Una scrittura borderline, programmaticamente sgangherata, che sfugge continuamente a un qualsiasi baricentro che non sia il fuggire stesso. In questo (o)scena, alla Carmelo Bene. Per restare narrazione afferra al volo pochi ma riconoscibili appigli strutturali, come le indicazioni di nome e di tempo (anche se un tempo ucronico, senza direzioni), i passaggi nominalistici da un racconto all’altro, e le interessanti “definizioni” dove si fa il verso al dizionario, ma in senso implicitamente ironico: la verdura è quel tipo di alimento che, verde verde, si incunea tra le pieghe dell’organismo a fin di bene… Queste definizioni servono da una parte quali soste rasserenanti, che bilanciano il senso di stordimento del dis-corso in corso, dall’altra servono a conferire un senso nuovo di ri-ordino del mondo narrativo che si abbozza e abbandona ogni 5-6 righe, portando lo scardinamento fine a se stesso nelle sfumature e pieghe del più reazionario dei poteri: quello del lessico, del dizionario.

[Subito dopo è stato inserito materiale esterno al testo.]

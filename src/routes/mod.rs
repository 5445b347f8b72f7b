use std::sync::Arc;

use axum::{
    http::HeaderMap,
    routing::{get, post},
    Router,
};
use tracing::error;

use crate::{
    dao,
    error::AppError,
    models::Role,
    session::{Session, SESSION_COOKIE},
    state::AppState,
    utils,
};

pub mod auth;
pub mod notifications;
pub mod orders;
pub mod payment;
pub mod profile;
pub mod staff;

pub fn build_router(state: Arc<AppState>) -> Router {
    Router::new()
        .route("/healthz", get(healthz_handler))
        .route(
            "/login",
            get(auth::login_page_handler).post(auth::login_handler),
        )
        .route("/logout", post(auth::logout_handler))
        .route(
            "/register",
            get(auth::register_page_handler).post(auth::register_handler),
        )
        .route(
            "/customer/profile/edit-profile",
            get(profile::edit_profile_page_handler).post(profile::edit_profile_handler),
        )
        .route(
            "/customer/payment/create-payment-link",
            get(payment::create_payment_link_handler),
        )
        .route("/customer/payment/success", get(payment::success_handler))
        .route("/customer/payment/cancel", get(payment::cancel_handler))
        .route("/customer/view-cart", get(orders::view_cart_handler))
        .route("/customer/order/place", post(orders::place_order_handler))
        .route(
            "/customer/notifications/mark-read",
            post(notifications::mark_read_handler),
        )
        .route(
            "/staff/profile/edit-profile",
            get(staff::edit_profile_page_handler).post(staff::edit_profile_handler),
        )
        .with_state(state)
}

async fn healthz_handler() -> &'static str {
    "ok"
}

/// Session behind the request's cookie, if any.
pub(crate) async fn current_session(
    state: &AppState,
    headers: &HeaderMap,
) -> Option<(String, Session)> {
    let id = utils::cookie_value(headers, SESSION_COOKIE)?;
    let session = state.sessions.fetch(&id).await?;

    Some((id, session))
}

/// Signed-in customer or a redirect to /login.
pub(crate) async fn require_customer(
    state: &AppState,
    headers: &HeaderMap,
) -> Result<(String, Session), AppError> {
    match current_session(state, headers).await {
        Some((id, session)) if session.role == Role::Customer => Ok((id, session)),
        _ => Err(AppError::Unauthenticated),
    }
}

/// Payment routes only require a session whose customer row still exists.
pub(crate) async fn require_paying_customer(
    state: &AppState,
    headers: &HeaderMap,
) -> Result<(String, Session), AppError> {
    let (id, session) = current_session(state, headers)
        .await
        .ok_or(AppError::Unauthenticated)?;

    match dao::customers::get_by_email(&state.db, &session.email).await {
        Ok(Some(_)) => Ok((id, session)),
        Ok(None) => Err(AppError::Unauthenticated),
        Err(err) => {
            error!("customer lookup failed: {err}");
            Err(AppError::Database(err))
        }
    }
}
use sqlx::PgPool;

use crate::models::{Order, OrderStatus};

pub async fn get_by_id(pool: &PgPool, id: i32) -> Result<Option<Order>, sqlx::Error> {
    sqlx::query_as::<_, Order>("SELECT id, amount, status FROM orders WHERE id = $1")
        .bind(id)
        .fetch_optional(pool)
        .await
}

pub async fn insert_pending(
    pool: &PgPool,
    customer_id: i32,
    amount: i64,
) -> Result<i32, sqlx::Error> {
    sqlx::query_scalar(
        "INSERT INTO orders (customer_id, amount, status) \
         VALUES ($1, $2, $3) RETURNING id",
    )
    .bind(customer_id)
    .bind(amount)
    .bind(OrderStatus::Pending)
    .fetch_one(pool)
    .await
}

/// Moves a pending order to paid. False when the order was not pending; a
/// paid or cancelled order is never moved back.
pub async fn pay(pool: &PgPool, id: i32) -> Result<bool, sqlx::Error> {
    transition(pool, id, OrderStatus::Paid).await
}

/// Moves a pending order to cancelled. False when the order was not pending.
pub async fn cancel(pool: &PgPool, id: i32) -> Result<bool, sqlx::Error> {
    transition(pool, id, OrderStatus::Cancelled).await
}

async fn transition(pool: &PgPool, id: i32, to: OrderStatus) -> Result<bool, sqlx::Error> {
    let updated = sqlx::query(
        "UPDATE orders SET status = $2, updated_at = now() \
         WHERE id = $1 AND status = $3",
    )
    .bind(id)
    .bind(to)
    .bind(OrderStatus::Pending)
    .execute(pool)
    .await?
    .rows_affected();

    Ok(updated > 0)
}
use axum::response::Html;
use tera::{Context, Tera};

use crate::error::AppError;

pub fn init_templates() -> Tera {
    Tera::new("templates/**/*.html").expect("Templates misconfigured!")
}

pub fn render(templates: &Tera, name: &str, context: &Context) -> Result<Html<String>, AppError> {
    Ok(Html(templates.render(name, context)?))
}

Ultimi due connotati dello scrivere di Rezza, anche questi già presenti nella tradizione della narrativa comico-surreale, si ritrovano nell’animazione magica dell’oggettuale (e nell’opposta oggettivizzazione della persona) e nel substrato patetico-macabro che spesso affiora tra un colpo di scena e l’altro. Alcuni esempi di personalizzazione dell’oggetto, come in un animismo magico: la papalina respirava a fatica… (…) dopo qualche ora il curaro morì di stenti, demoralizzato… Tifone dorme, ha preso un digestivo… mi incamminai verso la cucina dove la colazione sopiva. Svegliai la colazione… Altri casi, sull’opposta ma complementare oggettivizzazione della persona: … tutti volevano Carlo in casa, tutti attaccavano a Carlo una spina per ricevere energia… le prime tracce di manfrina furono avvistate ad Anversa nel 1964…
Sul tema del patetico-macabro quale substrato della corsa narrativa di Antonio basti ricordare le numerose occasioni narrative in cui accadono uccisioni, decessi, suicidi, funerali, oppure dove si lascia spazio al commovente/poetico, pure in un contesto surreale. Rezza comprende come il raccontare debba continuamente muoversi e possedere una sua fisicità e plausibilità, pur nel delirio fantasmagorico. Il ritmo regge il racconto, e il suo avvoltolarsi nelle pieghe del linguaggio. La performatività scenica domina l’azione narrativa. L’approccio è sempre semanticamente sfocato, obliquo, tremolante come nella storia di Baffo, che ricorda il Naso o lo Starnuto di Cechov.
Rezza però non possiede la contemplatività intellettuale di un Bergonzoni la cui messa in scena è una sorta di metafisica lessicale raffinata, barocca, iperuranica, ma esprime una verve futurista, comunque genuina e assai proattiva. Insomma: nel Rezza scrittore nessuna traccia del genio e del carisma che esplode nella sua evidenza in Antonio Rezza dal vivo, o almeno ripreso in video. Quando l’artista non crede abbastanza nella sua unicità. Mai scrivere, se già sei opera vivente! Carmelo Bene aveva ragione a diffidare della scrittura teatrale e a rifiutare ogni convenzione narrativa. Per automitizzarsi occorre più sacrificio! Più auto annullamento!